=== Begin Enclosure ===

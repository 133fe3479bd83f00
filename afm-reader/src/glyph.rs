//! Per-glyph records: char metrics and composites.

use smol_str::SmolStr;

use crate::bbox::BoundingBox;

/// The metrics of one character, from one line of the `StartCharMetrics` section.
#[derive(Clone, Debug, PartialEq)]
#[cfg_attr(feature = "serde", derive(serde::Serialize, serde::Deserialize))]
pub struct CharMetric {
    /// The character code, -1 if the glyph is unencoded.
    pub code: i32,
    pub name: SmolStr,
    pub wx: f64,
    pub wy: f64,
    pub w0x: f64,
    pub w0y: f64,
    pub w1x: f64,
    pub w1y: f64,
    pub w: Option<[f64; 2]>,
    pub w0: Option<[f64; 2]>,
    pub w1: Option<[f64; 2]>,
    /// Vector from origin 0 to origin 1.
    pub vv: Option<[f64; 2]>,
    pub bbox: Option<BoundingBox>,
    pub ligatures: Vec<Ligature>,
}

impl Default for CharMetric {
    fn default() -> Self {
        CharMetric {
            code: -1,
            name: SmolStr::default(),
            wx: 0.0,
            wy: 0.0,
            w0x: 0.0,
            w0y: 0.0,
            w1x: 0.0,
            w1y: 0.0,
            w: None,
            w0: None,
            w1: None,
            vv: None,
            bbox: None,
            ligatures: Vec::new(),
        }
    }
}

impl CharMetric {
    pub fn is_encoded(&self) -> bool {
        self.code >= 0
    }

    /// The ligature formed when this glyph is followed by `successor`.
    pub fn ligature_with(&self, successor: &str) -> Option<&SmolStr> {
        self.ligatures
            .iter()
            .find(|lig| lig.successor.as_str() == successor)
            .map(|lig| &lig.ligature)
    }
}

/// `L successor ligature`: this glyph followed by `successor` forms `ligature`.
#[derive(Clone, Debug, PartialEq, Eq, Hash)]
#[cfg_attr(feature = "serde", derive(serde::Serialize, serde::Deserialize))]
pub struct Ligature {
    pub successor: SmolStr,
    pub ligature: SmolStr,
}

/// A glyph assembled from other glyphs, from the `StartComposites` section.
#[derive(Clone, Debug, Default, PartialEq, Eq, Hash)]
#[cfg_attr(feature = "serde", derive(serde::Serialize, serde::Deserialize))]
pub struct Composite {
    pub name: SmolStr,
    pub parts: Vec<CompositePart>,
}

#[derive(Clone, Debug, PartialEq, Eq, Hash)]
#[cfg_attr(feature = "serde", derive(serde::Serialize, serde::Deserialize))]
pub struct CompositePart {
    pub name: SmolStr,
    pub x_displacement: i32,
    pub y_displacement: i32,
}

=== End Enclosure ===

About this task ▸ Word for word and line for line, give the material again.

Final answer ▸
repository 133fe3479bd83f00
filename afm-reader/src/glyph.rs
//! Per-glyph records: char metrics and composites.

use smol_str::SmolStr;

use crate::bbox::BoundingBox;

/// The metrics of one character, from one line of the `StartCharMetrics` section.
#[derive(Clone, Debug, PartialEq)]
#[cfg_attr(feature = "serde", derive(serde::Serialize, serde::Deserialize))]
pub struct CharMetric {
    /// The character code, -1 if the glyph is unencoded.
    pub code: i32,
    pub name: SmolStr,
    pub wx: f64,
    pub wy: f64,
    pub w0x: f64,
    pub w0y: f64,
    pub w1x: f64,
    pub w1y: f64,
    pub w: Option<[f64; 2]>,
    pub w0: Option<[f64; 2]>,
    pub w1: Option<[f64; 2]>,
    /// Vector from origin 0 to origin 1.
    pub vv: Option<[f64; 2]>,
    pub bbox: Option<BoundingBox>,
    pub ligatures: Vec<Ligature>,
}

impl Default for CharMetric {
    fn default() -> Self {
        CharMetric {
            code: -1,
            name: SmolStr::default(),
            wx: 0.0,
            wy: 0.0,
            w0x: 0.0,
            w0y: 0.0,
            w1x: 0.0,
            w1y: 0.0,
            w: None,
            w0: None,
            w1: None,
            vv: None,
            bbox: None,
            ligatures: Vec::new(),
        }
    }
}

impl CharMetric {
    pub fn is_encoded(&self) -> bool {
        self.code >= 0
    }

    /// The ligature formed when this glyph is followed by `successor`.
    pub fn ligature_with(&self, successor: &str) -> Option<&SmolStr> {
        self.ligatures
            .iter()
            .find(|lig| lig.successor.as_str() == successor)
            .map(|lig| &lig.ligature)
    }
}

/// `L successor ligature`: this glyph followed by `successor` forms `ligature`.
#[derive(Clone, Debug, PartialEq, Eq, Hash)]
#[cfg_attr(feature = "serde", derive(serde::Serialize, serde::Deserialize))]
pub struct Ligature {
    pub successor: SmolStr,
    pub ligature: SmolStr,
}

/// A glyph assembled from other glyphs, from the `StartComposites` section.
#[derive(Clone, Debug, Default, PartialEq, Eq, Hash)]
#[cfg_attr(feature = "serde", derive(serde::Serialize, serde::Deserialize))]
pub struct Composite {
    pub name: SmolStr,
    pub parts: Vec<CompositePart>,
}

#[derive(Clone, Debug, PartialEq, Eq, Hash)]
#[cfg_attr(feature = "serde", derive(serde::Serialize, serde::Deserialize))]
pub struct CompositePart {
    pub name: SmolStr,
    pub x_displacement: i32,
    pub y_displacement: i32,
}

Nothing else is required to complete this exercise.